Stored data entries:
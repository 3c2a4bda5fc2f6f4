mod api;
mod product;

pub use self::api::{CreateResult, ErrorReason, OperationResult};
pub use self::product::ProductResponse;
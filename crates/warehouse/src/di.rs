use crate::{
    abstract_trait::product::{
        repository::{DynProductCommandRepository, DynProductQueryRepository},
        service::{DynProductCommandService, DynProductQueryService},
    },
    repository::{InMemoryProductRepository, ProductCommandRepository, ProductQueryRepository},
    service::{ProductCommandService, ProductQueryService},
};
use prometheus_client::registry::Registry;
use shared::config::ConnectionPool;
use std::{fmt, sync::Arc};

/// Where products are kept.
#[derive(Clone)]
pub enum StorageBackend {
    Postgres(ConnectionPool),
    InMemory(Arc<InMemoryProductRepository>),
}

impl StorageBackend {
    pub fn in_memory() -> Self {
        StorageBackend::InMemory(Arc::new(InMemoryProductRepository::new()))
    }

    fn repositories(self) -> (DynProductQueryRepository, DynProductCommandRepository) {
        match self {
            StorageBackend::Postgres(pool) => {
                let query: DynProductQueryRepository =
                    Arc::new(ProductQueryRepository::new(pool.clone()));
                let command: DynProductCommandRepository =
                    Arc::new(ProductCommandRepository::new(pool));
                (query, command)
            }
            StorageBackend::InMemory(store) => {
                let query: DynProductQueryRepository = store.clone();
                let command: DynProductCommandRepository = store;
                (query, command)
            }
        }
    }
}

impl fmt::Debug for StorageBackend {
    fn fmt(&self, f: &mut fmt::Formatter<'_>) -> fmt::Result {
        match self {
            StorageBackend::Postgres(_) => f.write_str("Postgres"),
            StorageBackend::InMemory(_) => f.write_str("InMemory"),
        }
    }
}

#[derive(Clone)]
pub struct DependenciesInject {
    pub product_query: DynProductQueryService,
    pub product_command: DynProductCommandService,
}

impl fmt::Debug for DependenciesInject {
    fn fmt(&self, f: &mut fmt::Formatter<'_>) -> fmt::Result {
        f.debug_struct("DependenciesInject")
            .field("product_query", &"ProductQueryService")
            .field("product_command", &"ProductCommandService")
            .finish()
    }
}

impl DependenciesInject {
    pub fn new(backend: StorageBackend, registry: &mut Registry) -> Self {
        let (query_repo, command_repo) = backend.repositories();

        let product_query: DynProductQueryService =
            Arc::new(ProductQueryService::new(query_repo.clone(), registry));

        let product_command: DynProductCommandService = Arc::new(ProductCommandService::new(
            query_repo,
            command_repo,
            registry,
        ));

        Self {
            product_query,
            product_command,
        }
    }
}
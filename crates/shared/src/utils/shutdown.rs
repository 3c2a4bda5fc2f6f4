use tokio::signal;
use tracing::info;

pub async fn shutdown_signal() {
    let ctrl_c = async {
        if let Err(e) = signal::ctrl_c().await {
            tracing::error!("Failed to install Ctrl+C handler: {e}");
        }
    };

    #[cfg(unix)]
    let terminate = async {
        match signal::unix::signal(signal::unix::SignalKind::terminate()) {
            Ok(mut sig) => {
                sig.recv().await;
            }
            Err(e) => {
                tracing::error!("Failed to install SIGTERM handler: {e}");
                std::future::pending::<()>().await;
            }
        }
    };

    #[cfg(not(unix))]
    let terminate = std::future::pending::<()>();

    tokio::select! {
        _ = ctrl_c => info!("🛑 Ctrl+C received, shutting down"),
        _ = terminate => info!("🛑 SIGTERM received, shutting down"),
    }
}
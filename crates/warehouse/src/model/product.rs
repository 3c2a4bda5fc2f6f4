use serde::{Deserialize, Serialize};
use sqlx::FromRow;

#[derive(Debug, Clone, PartialEq, Eq, Serialize, Deserialize, FromRow)]
pub struct Product {
    pub id: i64,
    pub name: String,
    pub in_stock_quantity: i64,
    pub reserved_quantity: i64,
}

impl Product {
    /// Stock not yet reserved. Widened because `reserved_quantity` can be
    /// negative, which pushes the difference past `i64::MAX`.
    pub fn available_quantity(&self) -> i128 {
        i128::from(self.in_stock_quantity) - i128::from(self.reserved_quantity)
    }
}

/// A product that has not been assigned an identifier yet.
#[derive(Debug, Clone, PartialEq, Eq)]
pub struct NewProduct {
    pub name: String,
    pub in_stock_quantity: i64,
    pub reserved_quantity: i64,
}
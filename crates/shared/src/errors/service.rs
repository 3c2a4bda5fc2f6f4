use crate::errors::repository::RepositoryError;
use thiserror::Error;

#[derive(Debug, Error)]
pub enum ServiceError {
    #[error("Repository error: {0}")]
    Repo(#[from] RepositoryError),

    #[error("Internal error: {0}")]
    Internal(String),
}
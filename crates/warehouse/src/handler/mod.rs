mod product;

use crate::state::AppState;
use anyhow::Result;
use axum::{
    Router,
    extract::State,
    http::{StatusCode, header::CONTENT_TYPE},
    response::{IntoResponse, Response},
    routing::get,
};
use prometheus_client::encoding::text::encode;
use shared::utils::shutdown_signal;
use std::sync::Arc;
use tokio::net::TcpListener;
use tower_http::{limit::RequestBodyLimitLayer, trace::TraceLayer};
use tracing::{error, info};
use utoipa::OpenApi;
use utoipa_axum::router::OpenApiRouter;
use utoipa_swagger_ui::SwaggerUi;

pub use self::product::product_routes;

#[derive(OpenApi)]
#[openapi(
    paths(
        product::get_product,
        product::get_in_stock_products,
        product::reserve,
        product::ship,
        product::restock,
        product::create_product,
    ),
    tags(
        (name = "Product", description = "Product lookup and creation"),
        (name = "Inventory", description = "Reserve, ship and restock stock counters"),
    )
)]
struct ApiDoc;

pub async fn metrics_handler(State(state): State<Arc<AppState>>) -> Response {
    let mut buffer = String::new();

    if let Err(e) = encode(&mut buffer, &state.registry) {
        error!("❌ Failed to encode metrics: {e}");
        return (
            StatusCode::INTERNAL_SERVER_ERROR,
            format!("Failed to encode metrics: {e}"),
        )
            .into_response();
    }

    (
        StatusCode::OK,
        [(
            CONTENT_TYPE,
            "application/openmetrics-text; version=1.0.0; charset=utf-8",
        )],
        buffer,
    )
        .into_response()
}

pub struct AppRouter;

impl AppRouter {
    pub fn build(app_state: AppState) -> Router {
        let shared_state = Arc::new(app_state);

        let api_router = OpenApiRouter::with_openapi(ApiDoc::openapi())
            .route("/metrics", get(metrics_handler))
            .with_state(shared_state.clone())
            .merge(product_routes(shared_state));

        let router_with_layers = api_router
            .layer(RequestBodyLimitLayer::new(64 * 1024))
            .layer(TraceLayer::new_for_http());

        let (app_router, api) = router_with_layers.split_for_parts();

        app_router.merge(SwaggerUi::new("/swagger-ui").url("/api-docs/openapi.json", api))
    }

    pub async fn serve(port: u16, app_state: AppState) -> Result<()> {
        let app = Self::build(app_state);

        let addr = format!("0.0.0.0:{port}");
        let listener = TcpListener::bind(&addr).await?;

        info!("🚀 Server running on http://{}", listener.local_addr()?);
        info!("📖 Swagger UI: http://localhost:{port}/swagger-ui");
        info!("📊 Metrics: http://localhost:{port}/metrics");

        axum::serve(listener, app)
            .with_graceful_shutdown(shutdown_signal())
            .await?;

        Ok(())
    }
}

▸ Task objective: Gather each line in these records that contains the string "repositories".

▸ Solution:
    fn repositories(self) -> (DynProductQueryRepository, DynProductCommandRepository) {
        let (query_repo, command_repo) = backend.repositories();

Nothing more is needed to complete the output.